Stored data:
· · ·

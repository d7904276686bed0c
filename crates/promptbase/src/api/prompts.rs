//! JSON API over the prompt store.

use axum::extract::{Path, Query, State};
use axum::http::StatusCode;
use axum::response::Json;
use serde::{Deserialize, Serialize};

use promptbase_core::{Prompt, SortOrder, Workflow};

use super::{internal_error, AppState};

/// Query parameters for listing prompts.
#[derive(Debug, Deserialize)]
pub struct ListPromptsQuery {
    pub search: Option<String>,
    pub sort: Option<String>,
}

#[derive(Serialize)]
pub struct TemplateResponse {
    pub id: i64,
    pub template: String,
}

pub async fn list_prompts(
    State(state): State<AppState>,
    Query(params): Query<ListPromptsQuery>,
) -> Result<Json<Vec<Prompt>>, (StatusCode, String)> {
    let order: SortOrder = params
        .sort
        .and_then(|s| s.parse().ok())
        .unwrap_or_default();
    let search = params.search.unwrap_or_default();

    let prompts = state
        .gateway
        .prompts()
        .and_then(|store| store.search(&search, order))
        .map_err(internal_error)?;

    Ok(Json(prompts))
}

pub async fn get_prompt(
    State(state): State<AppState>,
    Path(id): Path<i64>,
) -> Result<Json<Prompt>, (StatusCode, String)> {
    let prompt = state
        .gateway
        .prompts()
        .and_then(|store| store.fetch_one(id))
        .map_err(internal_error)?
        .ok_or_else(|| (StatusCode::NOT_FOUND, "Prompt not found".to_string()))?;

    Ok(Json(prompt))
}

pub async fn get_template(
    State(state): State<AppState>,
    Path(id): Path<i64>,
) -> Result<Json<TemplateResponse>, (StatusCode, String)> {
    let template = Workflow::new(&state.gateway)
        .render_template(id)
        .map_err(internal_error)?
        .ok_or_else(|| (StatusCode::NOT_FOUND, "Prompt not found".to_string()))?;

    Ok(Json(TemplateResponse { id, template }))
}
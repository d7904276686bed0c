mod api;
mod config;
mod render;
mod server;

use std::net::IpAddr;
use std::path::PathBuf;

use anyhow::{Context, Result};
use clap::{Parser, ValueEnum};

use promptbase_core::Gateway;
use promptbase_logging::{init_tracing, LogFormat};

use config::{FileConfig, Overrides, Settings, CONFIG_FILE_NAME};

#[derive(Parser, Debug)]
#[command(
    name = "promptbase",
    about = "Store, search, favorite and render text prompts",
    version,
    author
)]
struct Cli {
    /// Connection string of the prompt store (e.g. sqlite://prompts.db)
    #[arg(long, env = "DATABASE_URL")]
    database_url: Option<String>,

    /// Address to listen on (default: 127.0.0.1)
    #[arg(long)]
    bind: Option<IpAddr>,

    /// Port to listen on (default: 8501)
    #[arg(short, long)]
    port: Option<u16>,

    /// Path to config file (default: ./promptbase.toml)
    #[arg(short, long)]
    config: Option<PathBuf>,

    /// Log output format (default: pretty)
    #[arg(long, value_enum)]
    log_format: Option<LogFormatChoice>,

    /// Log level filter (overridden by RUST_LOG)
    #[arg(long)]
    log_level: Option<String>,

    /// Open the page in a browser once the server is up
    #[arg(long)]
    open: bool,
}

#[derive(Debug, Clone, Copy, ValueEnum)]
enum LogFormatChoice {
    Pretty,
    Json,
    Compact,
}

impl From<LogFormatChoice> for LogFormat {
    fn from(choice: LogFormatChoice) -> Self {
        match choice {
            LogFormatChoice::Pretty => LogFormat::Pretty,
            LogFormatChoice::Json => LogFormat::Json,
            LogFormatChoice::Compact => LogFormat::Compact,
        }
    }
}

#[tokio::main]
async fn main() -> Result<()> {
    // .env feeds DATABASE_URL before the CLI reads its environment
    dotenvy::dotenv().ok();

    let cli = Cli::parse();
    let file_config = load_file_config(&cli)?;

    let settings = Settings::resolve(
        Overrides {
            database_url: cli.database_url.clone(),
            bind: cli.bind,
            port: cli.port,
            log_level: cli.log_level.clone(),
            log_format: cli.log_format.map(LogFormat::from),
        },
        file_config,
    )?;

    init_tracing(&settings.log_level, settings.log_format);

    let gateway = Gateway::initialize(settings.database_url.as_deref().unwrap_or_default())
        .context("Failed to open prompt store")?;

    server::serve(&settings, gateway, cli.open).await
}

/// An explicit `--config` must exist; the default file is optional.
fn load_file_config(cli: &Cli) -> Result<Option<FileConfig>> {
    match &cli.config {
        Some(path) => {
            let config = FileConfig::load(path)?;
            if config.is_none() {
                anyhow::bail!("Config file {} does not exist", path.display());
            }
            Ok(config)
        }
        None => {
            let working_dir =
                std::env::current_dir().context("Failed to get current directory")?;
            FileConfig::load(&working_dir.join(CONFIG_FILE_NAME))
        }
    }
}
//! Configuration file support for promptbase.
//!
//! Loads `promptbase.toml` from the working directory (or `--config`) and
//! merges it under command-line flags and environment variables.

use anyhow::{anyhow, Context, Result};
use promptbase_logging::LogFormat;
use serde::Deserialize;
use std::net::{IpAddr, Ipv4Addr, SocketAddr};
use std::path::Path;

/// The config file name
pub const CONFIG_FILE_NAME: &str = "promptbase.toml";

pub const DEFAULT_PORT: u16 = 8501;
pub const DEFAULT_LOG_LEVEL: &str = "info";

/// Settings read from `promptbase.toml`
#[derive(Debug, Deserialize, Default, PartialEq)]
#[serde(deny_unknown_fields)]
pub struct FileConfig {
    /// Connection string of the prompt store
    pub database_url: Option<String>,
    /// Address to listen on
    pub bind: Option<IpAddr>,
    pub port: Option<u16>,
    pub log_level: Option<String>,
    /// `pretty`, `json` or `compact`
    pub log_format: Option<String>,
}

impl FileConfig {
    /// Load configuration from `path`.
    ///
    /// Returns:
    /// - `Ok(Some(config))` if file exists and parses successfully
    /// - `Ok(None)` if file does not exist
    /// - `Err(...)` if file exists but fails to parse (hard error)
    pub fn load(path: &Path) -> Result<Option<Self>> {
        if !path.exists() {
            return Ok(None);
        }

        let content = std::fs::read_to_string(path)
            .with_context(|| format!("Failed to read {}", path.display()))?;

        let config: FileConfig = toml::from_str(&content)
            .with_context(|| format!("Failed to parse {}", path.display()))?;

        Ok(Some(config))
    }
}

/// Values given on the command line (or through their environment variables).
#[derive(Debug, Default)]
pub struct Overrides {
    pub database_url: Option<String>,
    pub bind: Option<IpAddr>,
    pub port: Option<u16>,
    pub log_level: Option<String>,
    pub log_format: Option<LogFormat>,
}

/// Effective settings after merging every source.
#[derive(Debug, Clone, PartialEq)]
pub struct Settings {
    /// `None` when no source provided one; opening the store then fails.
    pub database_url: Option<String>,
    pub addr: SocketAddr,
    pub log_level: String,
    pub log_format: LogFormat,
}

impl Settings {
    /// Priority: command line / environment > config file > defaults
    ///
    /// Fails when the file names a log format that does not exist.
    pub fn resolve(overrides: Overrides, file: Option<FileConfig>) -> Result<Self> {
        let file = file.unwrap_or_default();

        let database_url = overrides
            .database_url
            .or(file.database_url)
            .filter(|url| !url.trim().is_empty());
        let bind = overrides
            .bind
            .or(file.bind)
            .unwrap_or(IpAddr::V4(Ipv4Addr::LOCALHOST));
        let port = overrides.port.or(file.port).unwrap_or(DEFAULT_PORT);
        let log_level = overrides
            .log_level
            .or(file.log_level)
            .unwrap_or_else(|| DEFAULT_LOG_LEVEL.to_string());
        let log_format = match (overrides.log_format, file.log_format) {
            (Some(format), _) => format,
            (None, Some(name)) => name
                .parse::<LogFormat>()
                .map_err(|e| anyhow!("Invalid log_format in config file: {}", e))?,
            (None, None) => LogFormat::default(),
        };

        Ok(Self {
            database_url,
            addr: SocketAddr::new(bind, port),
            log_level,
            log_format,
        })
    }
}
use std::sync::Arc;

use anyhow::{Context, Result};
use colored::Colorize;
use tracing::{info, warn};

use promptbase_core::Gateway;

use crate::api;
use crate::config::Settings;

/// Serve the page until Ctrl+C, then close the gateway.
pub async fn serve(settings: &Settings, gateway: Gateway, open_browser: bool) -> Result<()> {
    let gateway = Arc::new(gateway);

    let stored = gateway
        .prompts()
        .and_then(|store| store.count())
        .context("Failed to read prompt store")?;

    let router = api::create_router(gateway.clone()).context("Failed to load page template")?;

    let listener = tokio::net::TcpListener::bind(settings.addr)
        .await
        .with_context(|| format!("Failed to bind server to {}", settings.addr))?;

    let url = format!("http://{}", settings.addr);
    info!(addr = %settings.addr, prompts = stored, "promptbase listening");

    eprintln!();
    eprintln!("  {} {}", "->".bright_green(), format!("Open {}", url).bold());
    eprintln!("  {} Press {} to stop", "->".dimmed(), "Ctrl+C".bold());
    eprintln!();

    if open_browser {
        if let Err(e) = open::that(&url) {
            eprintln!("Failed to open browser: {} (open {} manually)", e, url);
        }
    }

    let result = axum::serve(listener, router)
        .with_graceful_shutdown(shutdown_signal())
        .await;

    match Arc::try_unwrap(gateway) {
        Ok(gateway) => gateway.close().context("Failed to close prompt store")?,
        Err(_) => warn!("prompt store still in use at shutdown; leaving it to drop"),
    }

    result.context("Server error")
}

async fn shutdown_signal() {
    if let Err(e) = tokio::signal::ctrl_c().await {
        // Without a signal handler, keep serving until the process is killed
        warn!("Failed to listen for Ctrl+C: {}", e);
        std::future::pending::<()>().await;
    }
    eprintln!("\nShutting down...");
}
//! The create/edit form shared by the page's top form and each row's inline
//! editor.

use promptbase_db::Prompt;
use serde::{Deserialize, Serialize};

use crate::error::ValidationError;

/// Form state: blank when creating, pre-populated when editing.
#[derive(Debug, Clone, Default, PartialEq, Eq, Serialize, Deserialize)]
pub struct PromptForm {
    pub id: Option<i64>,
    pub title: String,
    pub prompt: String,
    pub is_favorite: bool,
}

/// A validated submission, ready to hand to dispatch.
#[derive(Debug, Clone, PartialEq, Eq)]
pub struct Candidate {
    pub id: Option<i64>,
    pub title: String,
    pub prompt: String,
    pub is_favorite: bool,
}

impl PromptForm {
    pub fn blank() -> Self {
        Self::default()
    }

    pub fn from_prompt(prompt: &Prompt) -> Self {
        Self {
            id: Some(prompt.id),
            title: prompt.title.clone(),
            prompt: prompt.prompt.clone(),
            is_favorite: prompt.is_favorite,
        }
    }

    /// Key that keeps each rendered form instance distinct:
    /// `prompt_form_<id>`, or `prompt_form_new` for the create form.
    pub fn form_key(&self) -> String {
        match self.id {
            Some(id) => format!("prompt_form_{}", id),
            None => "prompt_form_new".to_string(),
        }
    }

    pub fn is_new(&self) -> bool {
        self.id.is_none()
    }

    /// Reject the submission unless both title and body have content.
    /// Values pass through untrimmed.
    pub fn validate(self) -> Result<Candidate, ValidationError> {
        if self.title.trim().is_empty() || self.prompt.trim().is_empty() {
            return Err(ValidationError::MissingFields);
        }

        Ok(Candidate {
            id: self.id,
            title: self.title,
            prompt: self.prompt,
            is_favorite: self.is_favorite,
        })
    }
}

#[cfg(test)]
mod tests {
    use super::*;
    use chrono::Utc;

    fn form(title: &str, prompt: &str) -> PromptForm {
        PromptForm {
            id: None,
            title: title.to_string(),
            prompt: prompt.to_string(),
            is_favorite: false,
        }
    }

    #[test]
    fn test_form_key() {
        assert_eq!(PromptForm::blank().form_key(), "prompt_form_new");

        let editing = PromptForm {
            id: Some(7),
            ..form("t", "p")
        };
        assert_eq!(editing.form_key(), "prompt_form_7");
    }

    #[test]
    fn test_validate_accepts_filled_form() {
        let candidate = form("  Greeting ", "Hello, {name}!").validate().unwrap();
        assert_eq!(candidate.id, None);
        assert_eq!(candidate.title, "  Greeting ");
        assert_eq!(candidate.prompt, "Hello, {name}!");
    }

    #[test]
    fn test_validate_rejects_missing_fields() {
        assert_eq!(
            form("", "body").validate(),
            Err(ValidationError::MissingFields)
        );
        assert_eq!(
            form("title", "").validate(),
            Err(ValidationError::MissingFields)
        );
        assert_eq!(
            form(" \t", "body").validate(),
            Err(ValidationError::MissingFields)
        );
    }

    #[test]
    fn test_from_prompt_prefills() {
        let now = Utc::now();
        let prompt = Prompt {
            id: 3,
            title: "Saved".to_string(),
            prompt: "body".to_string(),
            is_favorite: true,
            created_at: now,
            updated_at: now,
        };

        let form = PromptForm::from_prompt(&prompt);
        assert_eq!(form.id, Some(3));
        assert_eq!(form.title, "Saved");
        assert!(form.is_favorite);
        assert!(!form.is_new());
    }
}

· · ·

§ Problem statement:
Copy all lines from the data that hold the word "each".

§ Answer space:
//! The create/edit form shared by the page's top form and each row's inline
    /// Key that keeps each rendered form instance distinct:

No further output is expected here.